According to a recent report from Pike Research, of the 6,886 MW of CSP projects awarded in the United States since 2004, 36 percent have been replaced with PV. That’s more than the number which are actually under construction (1,532 MW, or 21 percent of announced projects), and all of those required the backing of the U.S. DOE loan guarantee program.
With this recent track record, and no prospect for new approvals under the program since September 30th, it seems likely that less than half of 3,400 MW of projects in the pipeline will actually be built as CSP projects. In the worst-case scenario for CSP, DOE loan guarantees will prove to have been essential, and the entire CSP pipeline vanish or be replaced by PV.
It Wasn’t Supposed to be This Way
Many renewable energy advocates (myself included) have long seen CSP as core to the decarbonization of the electric grid. That’s because CSP has something relatively unique among renewable power technologies: with the addition of relatively inexpensive thermal storage, it can be dispatchable. Dispatchable power, usually provided by natural gas turbines on the current electric grid, is what allows utilities to match supply and demand. The addition of variable sources of supply such as PV and wind only makes dispatchable resources more important.
CSP held the promise of squaring the circle: scalable, potentially inexpensive, dispatchable zero-carbon power. Even PV advocates such as Ken Zweibel, now head of the GW Solar Institute, but then the President of thin film PV start-up PrimeStar Solar co-authored a “Solar Grand Plan” for Scientific American which relied on CSP as a key component in his vision of a solar powered North America.
The difference between the grand visions and today’s reality are legion. First, as the Pike study points out,
The biggest threat to resumed growth in CSP is the dropping prices of PV modules. PV module prices continue to drop beyond 50% of their peak in mid-2008. In addition, the established track record of PV is more attractive to financial backers.
but the authors hold out hope that
CSP may overcome competition from PV by reducing costs as the result of bigger scale and two technology propositions that increase operating revenue and profits: hybridization with fossil fuel plants through a process called Integrated Solar Combined Cycle (ISCC) and utility-sized energy storage capabilities.
I’m less sanguine. I now see four other difficulties for CSP going forward:
- Dispatchable carbon-free power may be essential to a carbon-free electric grid, but today we are at much lower penetrations.
- Dispatchable natural gas generation is widely available and cheap to operate with today’s low gas prices and the absence of any price on carbon.
- Dispatchable generation is most useful for balancing load if there is a robust transmission link between the generation and the load in question. Since CSP requires direct sunlight and considerable land areas, it is confined to remote parts of the arid Southwest, typically far from population. Given the difficulty and long time lines required to build new transmission in the US, CSP’s potential dispatchability remains limited.

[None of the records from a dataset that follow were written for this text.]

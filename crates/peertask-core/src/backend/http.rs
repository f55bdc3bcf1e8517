//! ============================================================================
//! HTTP Backend - REST client for the marketplace service
//! ============================================================================
//! Every response body is wrapped as `{ "data": ... }`. Authenticated calls
//! carry `Authorization: Bearer <accessToken>`.
//! ============================================================================

use async_trait::async_trait;
use chrono::{DateTime, Utc};
use reqwest::RequestBuilder;
use serde::de::DeserializeOwned;
use serde::Deserialize;
use serde_json::json;
use std::time::Duration;
use tracing::{debug, info};

use super::{BackendError, MarketplaceBackend};
use crate::lifecycle::Transition;
use crate::types::*;

/// Default service location for local development
pub const DEFAULT_API_URL: &str = "http://localhost:3000/api/v1";

const REQUEST_TIMEOUT: Duration = Duration::from_secs(30);

#[derive(Debug, Deserialize)]
struct Envelope<T> {
    data: Option<T>,
}

/// Map a non-success response to an error
fn status_error(status: u16, body: String) -> BackendError {
    match status {
        401 | 403 => BackendError::Unauthorized,
        404 => BackendError::NotFound(body),
        _ => BackendError::Status { status, body },
    }
}

fn bearer(session: &Session) -> String {
    format!("Bearer {}", session.access_token)
}

/// REST implementation of the marketplace backend
pub struct HttpBackend {
    client: reqwest::Client,
    base_url: String,
}

impl HttpBackend {
    pub fn new(base_url: impl Into<String>) -> Self {
        let client = reqwest::Client::builder()
            .user_agent("peertask/0.1")
            .timeout(REQUEST_TIMEOUT)
            .build()
            .unwrap_or_else(|_| reqwest::Client::new());

        Self::with_client(client, base_url)
    }

    /// Share an existing client (connection pool) with other components
    pub fn with_client(client: reqwest::Client, base_url: impl Into<String>) -> Self {
        let base_url = base_url.into().trim_end_matches('/').to_string();
        Self { client, base_url }
    }

    pub fn base_url(&self) -> &str {
        &self.base_url
    }

    fn url(&self, path: &str) -> String {
        format!("{}/{}", self.base_url, path.trim_start_matches('/'))
    }

    /// Send a request and unwrap the `data` envelope
    async fn send<T: DeserializeOwned>(
        &self,
        label: &str,
        request: RequestBuilder,
    ) -> Result<T, BackendError> {
        debug!("{}: sending request", label);

        let response = request.send().await?;

        if !response.status().is_success() {
            let status = response.status().as_u16();
            let body = response.text().await.unwrap_or_default();
            return Err(status_error(status, body));
        }

        let envelope: Envelope<T> = response
            .json()
            .await
            .map_err(|e| BackendError::Decode(format!("{}: {}", label, e)))?;

        envelope
            .data
            .ok_or_else(|| BackendError::Decode(format!("{}: response has no data", label)))
    }

    fn transition_path(task_id: &str, transition: &Transition) -> String {
        format!("tasks/{}/{}", task_id, transition.name())
    }
}

#[async_trait]
impl MarketplaceBackend for HttpBackend {
    async fn register(
        &self,
        full_name: &str,
        email: &str,
        password: &str,
    ) -> Result<Session, BackendError> {
        info!("Registering {}", email);
        let request = self
            .client
            .post(self.url("users/register"))
            .json(&json!({ "fullName": full_name, "email": email, "password": password }));
        self.send("register", request).await
    }

    async fn login(&self, email: &str, password: &str) -> Result<Session, BackendError> {
        info!("Logging in {}", email);
        let request = self
            .client
            .post(self.url("users/login"))
            .json(&json!({ "email": email, "password": password }));
        self.send("login", request).await
    }

    async fn update_details(
        &self,
        session: &Session,
        update: &ProfileUpdate,
    ) -> Result<ProfileDetails, BackendError> {
        let request = self
            .client
            .post(self.url("users/update_details"))
            .header("Authorization", bearer(session))
            .json(update);
        self.send("update_details", request).await
    }

    async fn create_task(&self, session: &Session, task: &NewTask) -> Result<Task, BackendError> {
        info!("Creating task: {}", task.title);
        let request = self
            .client
            .post(self.url("tasks/create-task"))
            .header("Authorization", bearer(session))
            .json(task);
        self.send("create_task", request).await
    }

    async fn browse_tasks(&self, session: &Session) -> Result<Vec<Task>, BackendError> {
        let request = self
            .client
            .get(self.url("tasks/browse-task"))
            .query(&[("userId", session.user_id())])
            .header("Authorization", bearer(session));
        self.send("browse_tasks", request).await
    }

    async fn transition(
        &self,
        session: &Session,
        task_id: &str,
        transition: &Transition,
    ) -> Result<Task, BackendError> {
        info!("Requesting {} on task {}", transition.name(), task_id);
        let request = self
            .client
            .post(self.url(&Self::transition_path(task_id, transition)))
            .header("Authorization", bearer(session))
            .json(transition);
        self.send(transition.name(), request).await
    }

    async fn create_conversation(
        &self,
        session: &Session,
        receiver_id: &str,
    ) -> Result<Conversation, BackendError> {
        let request = self
            .client
            .post(self.url("messages_route/create-conversation"))
            .header("Authorization", bearer(session))
            .json(&json!({ "senderId": session.user_id(), "recieverId": receiver_id }));
        self.send("create_conversation", request).await
    }

    async fn list_conversations(
        &self,
        session: &Session,
    ) -> Result<Vec<Conversation>, BackendError> {
        let request = self
            .client
            .get(self.url("messages_route/get-all-conversations"))
            .query(&[("userId", session.user_id())])
            .header("Authorization", bearer(session));
        self.send("list_conversations", request).await
    }

    async fn receiver_details(
        &self,
        session: &Session,
        user_ids: &[UserId],
    ) -> Result<Vec<ReceiverDetails>, BackendError> {
        let request = self
            .client
            .post(self.url("messages_route/get-all-reciever-details"))
            .header("Authorization", bearer(session))
            .json(&json!({ "recieverIds": user_ids }));
        self.send("receiver_details", request).await
    }

    async fn load_messages(
        &self,
        session: &Session,
        conversation_id: &str,
        before: Option<DateTime<Utc>>,
        limit: usize,
    ) -> Result<Vec<Message>, BackendError> {
        let request = self
            .client
            .post(self.url("messages_route/get-messages"))
            .header("Authorization", bearer(session))
            .json(&json!({
                "senderId": session.user_id(),
                "conversationId": conversation_id,
                "timeStamp": before,
                "limit": limit,
            }));
        self.send("load_messages", request).await
    }

    async fn send_message(
        &self,
        session: &Session,
        conversation_id: &str,
        receiver_id: &str,
        content: &str,
    ) -> Result<Message, BackendError> {
        let request = self
            .client
            .post(self.url("messages_route/send-message"))
            .header("Authorization", bearer(session))
            .json(&json!({
                "content": content,
                "conversationId": conversation_id,
                "senderId": session.user_id(),
                "recieverId": receiver_id,
            }));
        self.send("send_message", request).await
    }
}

- Smart grid technologies such as Demand Response (DR) are advancing rapidly, and are, in many cases, able to match demand to supply at much lower cost than CSP. Lithium-ion and lead-acid battery technologies are also angling for a slice of the grid stabilization pie, especially in conjunction with better load forecasting techniques. While DR and batteries have difficulty matching CSP for cheap mass energy storage, they have a competitive advantage when it comes to supplying power for short term grid stabilization.
As long as there is cheap natural gas available for long-term storage, and smart grid techniques filling in the short term gaps, CSP’s high-energy thermal storage is a solution looking for a problem. This is especially true given that the “problem” (mismatch between supply and demand) occurs at the source of demand (population centers), not in the uninhabited desert where CSP plants are invariably located.
The Pike report forecasts that CSP construction will rebound by the end of the decade. I’m not so sure. Technologies improve and get cheaper as they are deployed. With CSP deployment stalling, and smart grid and PV deployment accelerating, why should be assume that CSP will ever catch up?
If CSP development does stall, it will be a tragedy, because smart grid technologies will be less able to compensate for the variability of PV and wind as they reach high grid penetration. At that point, mass energy storage such as that available with CSP will become essential, and if we have not been developing CSP technology along the way, mass energy storage may be much harder to implement than we would hope.